LlamaIndex: Query Engine, Chat Engine, or Agent? A Decision Guide

LlamaIndex has at least five ways to query your data. Most tutorials only show one. Here is when to use each.

The Problem

LlamaIndex has a rich API surface: QueryEngine, ChatEngine, RouterQueryEngine, SubQuestionQueryEngine, AgentRunner, and more. The docs explain each individually, but they do not tell you which to use for your specific use case. Most tutorials default to the simplest option (VectorStoreIndex.as_query_engine()) without explaining when that is the wrong choice.

This guide gives you the decision framework.

The Options at a Glance

Abstraction	Best for	Remembers conversation?	Uses tools?
QueryEngine	Single-turn Q&A over documents	No	No
ChatEngine	Multi-turn conversation over documents	Yes	No
RouterQueryEngine	Routing queries to different indexes/sources	No	No
SubQuestionQueryEngine	Complex multi-part questions	No	No
AgentRunner (ReAct/Function)	Tasks requiring reasoning, tool use, or multi-step logic	Optional	Yes

Option 1: QueryEngine -- Single-Turn Q&A

QueryEngine is the simplest abstraction. You ask a question, it retrieves relevant chunks, synthesises an answer, and returns it.

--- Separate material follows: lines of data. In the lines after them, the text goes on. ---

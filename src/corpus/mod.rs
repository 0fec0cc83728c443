//! Line-oriented corpus codec.
//!
//! One figure per line, comma-delimited: the 180 signature values, an empty
//! spacer, the centroid x and y, another spacer, then the label running to the
//! end of the line. Signature values are written with Rust's shortest
//! round-trip `f64` formatting, so a written corpus re-parses bit-identically.
//!
//! Parsing is tolerant of structurally short records: lines without exactly
//! 180 signature fields, or with an empty label, are skipped. Text that fails
//! numeric conversion in a signature or centroid position is fatal.

use std::fs::{self, File};
use std::io::{BufRead, BufReader};
use std::path::Path;

use crate::descriptor::{Signature, SIGNATURE_LEN};
use crate::figure::Figure;
use crate::geometry::Point;
use crate::util::{ShapeMatchError, ShapeMatchResult};

const CENTROID_X_FIELD: usize = SIGNATURE_LEN + 1;
const CENTROID_Y_FIELD: usize = SIGNATURE_LEN + 2;
const LABEL_FIELD: usize = SIGNATURE_LEN + 4;

fn io_error(path: &Path, err: std::io::Error) -> ShapeMatchError {
    ShapeMatchError::CorpusIo {
        path: path.display().to_string(),
        reason: err.to_string(),
    }
}

fn numeric_field<T: std::str::FromStr>(
    text: &str,
    line: usize,
    field: usize,
) -> ShapeMatchResult<T> {
    text.parse().map_err(|_| ShapeMatchError::CorpusParse {
        line,
        field,
        value: text.to_string(),
    })
}

/// Parses one corpus line into a figure.
///
/// Returns `Ok(None)` for lines skipped by the tolerant-parse policy.
/// `line_no` is one-based and only used for error reporting.
pub fn parse_record(text: &str, line_no: usize) -> ShapeMatchResult<Option<Figure>> {
    if text.is_empty() {
        return Ok(None);
    }

    let fields: Vec<&str> = text.split(',').collect();
    let mut values = Vec::with_capacity(SIGNATURE_LEN);
    let mut centroid = Point::new(0, 0);
    for (index, field) in fields.iter().enumerate() {
        if index < SIGNATURE_LEN {
            values.push(numeric_field::<f64>(field, line_no, index)?);
        } else if index == CENTROID_X_FIELD {
            centroid.x = numeric_field(field, line_no, index)?;
        } else if index == CENTROID_Y_FIELD {
            centroid.y = numeric_field(field, line_no, index)?;
        }
    }

    // The label keeps any commas it contains: everything past the last
    // delimiter counted by LABEL_FIELD belongs to it.
    let label = text
        .splitn(LABEL_FIELD + 1, ',')
        .nth(LABEL_FIELD)
        .unwrap_or("");

    if values.len() != SIGNATURE_LEN || label.is_empty() {
        return Ok(None);
    }

    let signature = Signature::from_values(values)?;
    Ok(Some(Figure::from_signature(signature, label, centroid)))
}

/// Formats one figure as a corpus line, without the trailing newline.
///
/// Computes the signature if the figure does not carry one yet.
pub fn format_record(figure: &Figure) -> ShapeMatchResult<String> {
    let signature = figure.signature()?;
    let values: Vec<String> = signature.values().iter().map(f64::to_string).collect();
    let centroid = figure.centroid();
    Ok(format!(
        "{},,{},{},,{}",
        values.join(","),
        centroid.x,
        centroid.y,
        figure.label(),
    ))
}

/// Reads every valid record from a corpus file.
pub fn read_figures(path: &Path) -> ShapeMatchResult<Vec<Figure>> {
    let file = File::open(path).map_err(|err| io_error(path, err))?;
    let reader = BufReader::new(file);
    let mut figures = Vec::new();
    for (index, line) in reader.lines().enumerate() {
        let line = line.map_err(|err| io_error(path, err))?;
        if let Some(figure) = parse_record(&line, index + 1)? {
            figures.push(figure);
        }
    }
    Ok(figures)
}

/// Writes figures to a corpus file, replacing prior contents.
pub fn write_figures(path: &Path, figures: &[Figure]) -> ShapeMatchResult<()> {
    let mut contents = String::new();
    for figure in figures {
        contents.push_str(&format_record(figure)?);
        contents.push('\n');
    }
    fs::write(path, contents).map_err(|err| io_error(path, err))
}

#[cfg(test)]
mod tests {
    use super::{format_record, parse_record};
    use crate::figure::Figure;
    use crate::geometry::Point;

    fn triangle() -> Figure {
        let outline = vec![Point::new(0, 0), Point::new(40, 0), Point::new(20, 30)];
        Figure::from_outline(outline, "triangle").unwrap()
    }

    #[test]
    fn record_has_expected_field_positions() {
        let record = format_record(&triangle()).unwrap();
        let fields: Vec<&str> = record.split(',').collect();
        assert_eq!(fields.len(), 185);
        assert_eq!(fields[180], "");
        assert_eq!(fields[183], "");
        assert_eq!(fields[184], "triangle");
    }

    #[test]
    fn label_keeps_embedded_commas() {
        let record = format_record(&triangle()).unwrap();
        let renamed = record.replace(",triangle", ",triangle, right");
        let figure = parse_record(&renamed, 1).unwrap().unwrap();
        assert_eq!(figure.label(), "triangle, right");
    }

    #[test]
    fn spacer_content_is_ignored() {
        let record = format_record(&triangle()).unwrap();
        let mut fields: Vec<String> = record.split(',').map(str::to_string).collect();
        fields[183] = "reserved".to_string();
        let figure = parse_record(&fields.join(","), 1).unwrap().unwrap();
        assert_eq!(figure.label(), "triangle");
    }
}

No conversation history, no tool use, no multi-step reasoning.

from llama_index.core import VectorStoreIndex, SimpleDirectoryReader
 
# Load documents and build index
documents = SimpleDirectoryReader("./docs").load_data()
index = VectorStoreIndex.from_documents(documents)
 
# Create a query engine
query_engine = index.as_query_engine(
    similarity_top_k=5,       # retrieve top 5 chunks
    response_mode="compact",  # concise answers
)
 
# Single-turn query
response = query_engine.query("What is the refund policy?")
print(response)

Use QueryEngine when: you are building a search feature, a document Q&A endpoint, or any use case where each question is independent.

Option 2: ChatEngine -- Multi-Turn Conversation

ChatEngine wraps a QueryEngine with conversation memory. It maintains chat history and uses it to resolve follow-up questions contextually. 'What is the refund policy?' followed by 'How long does it take?' will correctly interpret 'it' as the refund.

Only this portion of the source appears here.